Dream Fragment #2


I am at the front of a busy intersection. The light is red and I'm alone in my father's 1966 aquamarine Ford pickup, the very one I had learned how to drive in many years before. This pickup has no buttons or dials, only pull-out, twisting knobs which control things I have never fully understood: "Choke." "Temp." "Idle." A 4-gear manual stickshift juts off the steering column, sweetly offset by a clamp-on driver's wheel ornament whose glass has clouded and cracked over time. Inside is a buxom blonde hootchie girl in a tight sweater. Tucked in the sun visor above the windshield, forever held in place by old rubber bands, are curled school pictures of me and my sister taken decades ago. We are not these children anymore.

The light turns green. There are 20, 30 cars behind me. I slowly release the clutch and press the gas pedal to move forward. But the engine isn't on. The truck is at a dead stop. There are no keys in the ignition. No keys.

Cars behind me begin to honk and rev. I immediately lurch into a state of high panic - this is a crisis! I'm at the front of the intersection, blocking everything behind me! They are all honking and yelling!, but they don't understand why it is I'm not moving: Hey!! I can't fucking start the truck! Not by pushing or pulling or gunning anything within reach. There are no keys! No engine starts without the keys.
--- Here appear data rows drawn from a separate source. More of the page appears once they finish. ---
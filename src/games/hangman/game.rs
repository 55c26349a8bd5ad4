use serde::{Deserialize, Serialize};
use thiserror::Error;

/// One head, one body, two arms, two legs.
pub const STARTING_STRIKES: i32 = 6;

const BLANK: char = '_';

pub const INVALID_GUESS_MSG: &str = "Your guess must be a single English letter!";
pub const REPEATED_GUESS_MSG: &str = "You have already guessed this letter";
pub const HIT_MSG: &str = "The letter IS in the secret word!";
pub const MISS_MSG: &str = "The letter IS NOT in the secret word!";
pub const WIN_MSG: &str = "You win!";
pub const CANCEL_MSG: &str = "Game canceled prematurely - Game over!";

#[derive(Debug, Clone, Copy, PartialEq, Eq, Serialize, Deserialize)]
pub enum GameStatus {
    InProgress,
    Won,
    Lost,
}

impl GameStatus {
    pub fn is_over(self) -> bool {
        !matches!(self, GameStatus::InProgress)
    }
}

/// A single processed guess. Entries are never edited once pushed.
#[derive(Debug, Clone, PartialEq, Eq, Serialize, Deserialize)]
pub struct HistoryEntry {
    pub guess: char,
    pub message: String,
    pub strikes_remaining: i32,
}

/// Emitted exactly once, on the transition into `Won` or `Lost`.
#[derive(Debug, Clone, Copy, PartialEq, Eq)]
pub struct Finish {
    pub won: bool,
    pub points: i32,
}

#[derive(Debug, Clone, PartialEq, Eq)]
pub struct MoveOutcome {
    pub message: String,
    /// False for the soft no-ops (malformed or repeated guess).
    pub applied: bool,
    pub finish: Option<Finish>,
}

impl MoveOutcome {
    fn unchanged(message: &str) -> Self {
        Self {
            message: message.to_string(),
            applied: false,
            finish: None,
        }
    }
}

#[derive(Debug, Clone, Copy, PartialEq, Eq, Error)]
pub enum GameError {
    #[error("Illegal action: Game is already over.")]
    IllegalAction,
    #[error("Game already over! Cannot cancel!")]
    AlreadyOver,
}

#[derive(Debug, Clone, PartialEq, Eq, Serialize, Deserialize)]
pub struct HangmanState {
    target_string: String,
    shown_string: String,
    guessed_letters: Vec<char>,
    correct_letters: Vec<char>,
    strikes_remaining: i32,
    status: GameStatus,
    history: Vec<HistoryEntry>,
}

impl HangmanState {
    pub fn new(word: &str) -> Self {
        Self::with_strikes(word, STARTING_STRIKES)
    }

    pub fn with_strikes(word: &str, strikes_remaining: i32) -> Self {
        let target_string = word.to_ascii_uppercase();
        let shown_string = reveal(&target_string, &[]);

        Self {
            target_string,
            shown_string,
            guessed_letters: Vec::new(),
            correct_letters: Vec::new(),
            strikes_remaining,
            status: GameStatus::InProgress,
            history: Vec::new(),
        }
    }

    pub fn target_string(&self) -> &str {
        &self.target_string
    }

    pub fn shown_string(&self) -> &str {
        &self.shown_string
    }

    pub fn guessed_letters(&self) -> &[char] {
        &self.guessed_letters
    }

    pub fn correct_letters(&self) -> &[char] {
        &self.correct_letters
    }

    pub fn strikes_remaining(&self) -> i32 {
        self.strikes_remaining
    }

    pub fn status(&self) -> GameStatus {
        self.status
    }

    pub fn game_over(&self) -> bool {
        self.status.is_over()
    }

    pub fn history(&self) -> &[HistoryEntry] {
        &self.history
    }

    /// Processes one guess. Every check runs before the first write, so a
    /// rejected or no-op guess leaves the state untouched.
    pub fn guess(&mut self, input: &str) -> Result<MoveOutcome, GameError> {
        if self.game_over() {
            return Err(GameError::IllegalAction);
        }

        let mut chars = input.chars();
        let letter = match (chars.next(), chars.next()) {
            (Some(c), None) if c.is_ascii_alphabetic() => c.to_ascii_uppercase(),
            _ => return Ok(MoveOutcome::unchanged(INVALID_GUESS_MSG)),
        };

        if self.guessed_letters.contains(&letter) {
            return Ok(MoveOutcome::unchanged(REPEATED_GUESS_MSG));
        }

        self.guessed_letters.push(letter);
        let message = if self.target_string.contains(letter) {
            self.correct_letters.push(letter);
            HIT_MSG
        } else {
            self.strikes_remaining -= 1;
            MISS_MSG
        };
        self.history.push(HistoryEntry {
            guess: letter,
            message: message.to_string(),
            strikes_remaining: self.strikes_remaining,
        });

        self.shown_string = reveal(&self.target_string, &self.correct_letters);

        // Win takes priority over the strike check.
        if self.shown_string == self.target_string {
            let finish = self.finalize(true);
            return Ok(MoveOutcome {
                message: WIN_MSG.to_string(),
                applied: true,
                finish: Some(finish),
            });
        }

        if self.strikes_remaining < 1 {
            let finish = self.finalize(false);
            return Ok(MoveOutcome {
                message: format!("{message} Game over!"),
                applied: true,
                finish: Some(finish),
            });
        }

        Ok(MoveOutcome {
            message: message.to_string(),
            applied: true,
            finish: None,
        })
    }

    /// Forfeits an active game. Scored as an ordinary loss with zero points.
    pub fn cancel(&mut self) -> Result<MoveOutcome, GameError> {
        if self.game_over() {
            return Err(GameError::AlreadyOver);
        }

        self.strikes_remaining = 0;
        let finish = self.finalize(false);
        Ok(MoveOutcome {
            message: CANCEL_MSG.to_string(),
            applied: true,
            finish: Some(finish),
        })
    }

    fn finalize(&mut self, won: bool) -> Finish {
        self.status = if won { GameStatus::Won } else { GameStatus::Lost };
        Finish {
            won,
            points: self.strikes_remaining,
        }
    }
}

/// Builds the shown string from scratch: each position shows its letter iff
/// that letter has been guessed correctly.
pub fn reveal(target: &str, correct_letters: &[char]) -> String {
    target
        .chars()
        .map(|c| if correct_letters.contains(&c) { c } else { BLANK })
        .collect()
}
My only thought is to put the truck in neutral and get out and somehow push it forward. With no driver, with no one steering, praying I have enough strength to push it...somewhere.

I don't want to be here.



Depression is an insidious malfunction. You don't have enough fuel nor the available driving skill to left-blinker your way onto the emergency lane. So you stay stuck, checking and rechecking all the meters and controls which tell you the condition of your machine, but that doesn't get you one inch forward. You hide from other drivers, you hide from yourself. You hear the honks, angry and chiding, of the people you love the most - those people you have tried all your life to shield from the worst of what goes on in your head - they're all shouting at you in disgust: "Get over it!" "Man up!" "Move on!" And who can blame them? What else can they realistically do? They're stuck behind you, they love you, have worried about you, championed you while frustrated by you. But they need to see you finally move on -- soon -- so they can take a nice long sigh of relief and then get on to where they are heading.

Honks and harangues so that they know you have heard them. But it doesn't quite work like that really. You can't honk or argue away a fog that rolls in on a cold damp morning. Fire and brimstone, for all their furious spectacle, oddly create no sparks. They actually suceed better at dumping more dirt on the embers.

You try, and they try. Hard. But none of us can will the engine to start. We need the keys.



Today is the first day of the rest of your life. Tomorrow never knows. I will never be hungry again. When one door closes, another opens.

I can see those doors sometimes, the new ones, and I so want to step through them. But the doorknobs don't turn. They hit a quick hard stop when I try them. They're locked. From the inside.

Where, where, oh where! did I put those fucking keys??